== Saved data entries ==
-=-=-=-=-
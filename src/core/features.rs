//! Feature vocabulary and feature vectors.
//!
//! The vocabulary is the single contract between the external feature
//! extractor and detection-rule authors: a versioned, explicit list of named
//! features with a declared type and bounded range. A [`FeatureVector`] holds
//! one slot per declared feature. Slots are either set to a conforming value
//! or explicitly unset; there are no implicit defaults.

use std::collections::BTreeMap;
use std::fmt;

use serde::{Deserialize, Serialize};

use crate::error::{Result, StratumError};

/// Version of the standard vocabulary shipped with this crate.
pub const STANDARD_VOCABULARY_VERSION: u32 = 1;

/// Declared type of a feature.
#[derive(Debug, Clone, PartialEq, Serialize, Deserialize)]
#[serde(tag = "type", rename_all = "snake_case")]
pub enum FeatureType {
    /// One of a fixed set of string values.
    Enum { values: Vec<String> },
    /// Integer in an inclusive range.
    Int { min: i64, max: i64 },
    /// Float in an inclusive range.
    Float { min: f64, max: f64 },
    /// Boolean flag.
    Bool,
}

impl FeatureType {
    /// Whether ordering operators (`>=`, `<`, ...) make sense for this type.
    pub fn is_ordered(&self) -> bool {
        matches!(self, FeatureType::Int { .. } | FeatureType::Float { .. })
    }

    /// Check that a value conforms to this type.
    ///
    /// Returns a human-readable reason on mismatch.
    pub fn check(&self, value: &FeatureValue) -> std::result::Result<(), String> {
        match (self, value) {
            (FeatureType::Enum { values }, FeatureValue::Text(s)) => {
                if values.iter().any(|v| v == s) {
                    Ok(())
                } else {
                    Err(format!("'{}' is not one of {:?}", s, values))
                }
            }
            (FeatureType::Int { min, max }, FeatureValue::Int(n)) => {
                if (*min..=*max).contains(n) {
                    Ok(())
                } else {
                    Err(format!("{} is outside [{}, {}]", n, min, max))
                }
            }
            (FeatureType::Float { min, max }, v @ (FeatureValue::Int(_) | FeatureValue::Float(_))) => {
                let x = v.as_f64().unwrap_or(f64::NAN);
                if x.is_finite() && x >= *min && x <= *max {
                    Ok(())
                } else {
                    Err(format!("{} is outside [{}, {}]", x, min, max))
                }
            }
            (FeatureType::Bool, FeatureValue::Bool(_)) => Ok(()),
            (expected, got) => Err(format!(
                "expected {} value, got {}",
                expected.kind_name(),
                got.kind_name()
            )),
        }
    }

    /// Short name of the type for error messages.
    pub fn kind_name(&self) -> &'static str {
        match self {
            FeatureType::Enum { .. } => "enum",
            FeatureType::Int { .. } => "int",
            FeatureType::Float { .. } => "float",
            FeatureType::Bool => "bool",
        }
    }
}

/// A concrete feature value.
#[derive(Debug, Clone, PartialEq, Serialize, Deserialize)]
#[serde(untagged)]
pub enum FeatureValue {
    Bool(bool),
    Int(i64),
    Float(f64),
    Text(String),
}

impl FeatureValue {
    /// Numeric view of the value, if it is a number.
    pub fn as_f64(&self) -> Option<f64> {
        match self {
            FeatureValue::Int(n) => Some(*n as f64),
            FeatureValue::Float(x) => Some(*x),
            _ => None,
        }
    }

    /// Short name of the value's kind for error messages.
    pub fn kind_name(&self) -> &'static str {
        match self {
            FeatureValue::Bool(_) => "bool",
            FeatureValue::Int(_) => "int",
            FeatureValue::Float(_) => "float",
            FeatureValue::Text(_) => "string",
        }
    }

    /// Equality that treats `Int(3)` and `Float(3.0)` as equal.
    pub fn loosely_equals(&self, other: &FeatureValue) -> bool {
        match (self.as_f64(), other.as_f64()) {
            (Some(a), Some(b)) => a == b,
            _ => self == other,
        }
    }
}

impl From<bool> for FeatureValue {
    fn from(v: bool) -> Self {
        FeatureValue::Bool(v)
    }
}

impl From<i64> for FeatureValue {
    fn from(v: i64) -> Self {
        FeatureValue::Int(v)
    }
}

impl From<f64> for FeatureValue {
    fn from(v: f64) -> Self {
        FeatureValue::Float(v)
    }
}

impl From<&str> for FeatureValue {
    fn from(v: &str) -> Self {
        FeatureValue::Text(v.to_string())
    }
}

impl fmt::Display for FeatureValue {
    fn fmt(&self, f: &mut fmt::Formatter<'_>) -> fmt::Result {
        match self {
            FeatureValue::Bool(b) => write!(f, "{}", b),
            FeatureValue::Int(n) => write!(f, "{}", n),
            FeatureValue::Float(x) => write!(f, "{}", x),
            FeatureValue::Text(s) => write!(f, "{}", s),
        }
    }
}

/// Versioned list of named, typed features.
#[derive(Debug, Clone, PartialEq, Serialize, Deserialize)]
pub struct FeatureVocabulary {
    /// Vocabulary version. Bumped whenever a feature is added.
    pub version: u32,
    /// Declared features by name.
    pub features: BTreeMap<String, FeatureType>,
}

impl FeatureVocabulary {
    /// Create an empty vocabulary with the given version.
    pub fn new(version: u32) -> Self {
        Self {
            version,
            features: BTreeMap::new(),
        }
    }

    /// Declare a feature. Returns self for chaining.
    pub fn with_feature(mut self, name: impl Into<String>, ty: FeatureType) -> Self {
        self.features.insert(name.into(), ty);
        self
    }

    /// The standard query-structure vocabulary.
    pub fn standard() -> Self {
        fn enumeration(values: &[&str]) -> FeatureType {
            FeatureType::Enum {
                values: values.iter().map(|v| v.to_string()).collect(),
            }
        }
        fn int(min: i64, max: i64) -> FeatureType {
            FeatureType::Int { min, max }
        }

        Self::new(STANDARD_VOCABULARY_VERSION)
            .with_feature("join_style", enumeration(&["explicit", "implicit_comma", "mixed"]))
            .with_feature("table_count", int(0, 256))
            .with_feature("dimension_table_count", int(0, 256))
            .with_feature("fact_table_count", int(0, 64))
            .with_feature("where_filters_on_dimension_tables", int(0, 256))
            .with_feature("is_star_schema", FeatureType::Bool)
            .with_feature(
                "archetype",
                enumeration(&[
                    "star_join",
                    "snowflake",
                    "aggregation",
                    "window_analytics",
                    "correlated_subquery",
                    "set_operation",
                    "point_lookup",
                    "etl",
                    "other",
                ]),
            )
            .with_feature("cte_count", int(0, 64))
            .with_feature("has_recursive_cte", FeatureType::Bool)
            .with_feature("subquery_depth", int(0, 32))
            .with_feature("has_correlated_subquery", FeatureType::Bool)
            .with_feature("has_exists", FeatureType::Bool)
            .with_feature("has_window_functions", FeatureType::Bool)
            .with_feature("has_group_by", FeatureType::Bool)
            .with_feature("aggregate_count", int(0, 256))
            .with_feature("has_having", FeatureType::Bool)
            .with_feature("has_distinct", FeatureType::Bool)
            .with_feature("has_union", FeatureType::Bool)
            .with_feature("has_order_by", FeatureType::Bool)
            .with_feature("has_limit", FeatureType::Bool)
            .with_feature("or_predicate_count", int(0, 1024))
            .with_feature("in_list_max_size", int(0, 100_000))
            .with_feature("self_join_count", int(0, 64))
            .with_feature("has_like_prefix", FeatureType::Bool)
            .with_feature(
                "estimated_selectivity",
                FeatureType::Float { min: 0.0, max: 1.0 },
            )
    }

    /// Number of declared features.
    pub fn len(&self) -> usize {
        self.features.len()
    }

    /// Whether the vocabulary declares no features.
    pub fn is_empty(&self) -> bool {
        self.features.is_empty()
    }

    /// Check whether a feature is declared.
    pub fn contains(&self, name: &str) -> bool {
        self.features.contains_key(name)
    }

    /// Get the declared type of a feature.
    pub fn feature_type(&self, name: &str) -> Option<&FeatureType> {
        self.features.get(name)
    }

    /// Start building a vector with every declared slot unset.
    pub fn builder(&self) -> FeatureVectorBuilder<'_> {
        FeatureVectorBuilder {
            vocabulary: self,
            values: self.features.keys().map(|k| (k.clone(), None)).collect(),
        }
    }

    /// Bring an externally produced vector into conformance.
    ///
    /// Unknown names and type mismatches are rejected. Declared features the
    /// vector does not mention become explicit unset slots.
    pub fn normalize(&self, vector: &FeatureVector) -> Result<FeatureVector> {
        let mut builder = self.builder();
        for (name, value) in &vector.values {
            match value {
                Some(v) => builder = builder.set(name, v.clone())?,
                None => {
                    if !self.contains(name) {
                        return Err(StratumError::vocabulary(format!(
                            "unknown feature '{}'",
                            name
                        )));
                    }
                }
            }
        }
        Ok(builder.build())
    }
}

/// Builder for a [`FeatureVector`] that checks every value against the vocabulary.
#[derive(Debug)]
pub struct FeatureVectorBuilder<'a> {
    vocabulary: &'a FeatureVocabulary,
    values: BTreeMap<String, Option<FeatureValue>>,
}

impl FeatureVectorBuilder<'_> {
    /// Set a feature value.
    pub fn set(mut self, name: &str, value: impl Into<FeatureValue>) -> Result<Self> {
        let value = value.into();
        let ty = self
            .vocabulary
            .feature_type(name)
            .ok_or_else(|| StratumError::vocabulary(format!("unknown feature '{}'", name)))?;
        ty.check(&value)
            .map_err(|reason| StratumError::vocabulary(format!("feature '{}': {}", name, reason)))?;
        self.values.insert(name.to_string(), Some(value));
        Ok(self)
    }

    /// Finish the vector.
    pub fn build(self) -> FeatureVector {
        FeatureVector {
            values: self.values,
        }
    }
}

/// Fixed-arity map from feature name to value or explicit unset.
#[derive(Debug, Clone, Default, PartialEq, Serialize, Deserialize)]
#[serde(transparent)]
pub struct FeatureVector {
    values: BTreeMap<String, Option<FeatureValue>>,
}

impl FeatureVector {
    /// Get a set value. Unset and unknown features both return `None`.
    pub fn get(&self, name: &str) -> Option<&FeatureValue> {
        self.values.get(name).and_then(|v| v.as_ref())
    }

    /// Whether the vector has a slot for this name.
    pub fn has_slot(&self, name: &str) -> bool {
        self.values.contains_key(name)
    }

    /// Get a numeric value.
    pub fn number(&self, name: &str) -> Option<f64> {
        self.get(name).and_then(FeatureValue::as_f64)
    }

    /// Get a string value.
    pub fn text(&self, name: &str) -> Option<&str> {
        match self.get(name) {
            Some(FeatureValue::Text(s)) => Some(s),
            _ => None,
        }
    }

    /// Get a boolean value.
    pub fn flag(&self, name: &str) -> Option<bool> {
        match self.get(name) {
            Some(FeatureValue::Bool(b)) => Some(*b),
            _ => None,
        }
    }

    /// Number of slots (set or unset).
    pub fn len(&self) -> usize {
        self.values.len()
    }

    /// Whether the vector has no slots.
    pub fn is_empty(&self) -> bool {
        self.values.is_empty()
    }

    /// Number of slots holding a value.
    pub fn set_count(&self) -> usize {
        self.values.values().filter(|v| v.is_some()).count()
    }
}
-=-=-=-=-
== Problem requirements ==
Please write out the lines that run from the one with "(set or unset)." to the end of the records, both included, exactly as they appear.

== Finished exercise ==
    /// Number of slots (set or unset).
    pub fn len(&self) -> usize {
        self.values.len()
    }

    /// Whether the vector has no slots.
    pub fn is_empty(&self) -> bool {
        self.values.is_empty()
    }

    /// Number of slots holding a value.
    pub fn set_count(&self) -> usize {
        self.values.values().filter(|v| v.is_some()).count()
    }
}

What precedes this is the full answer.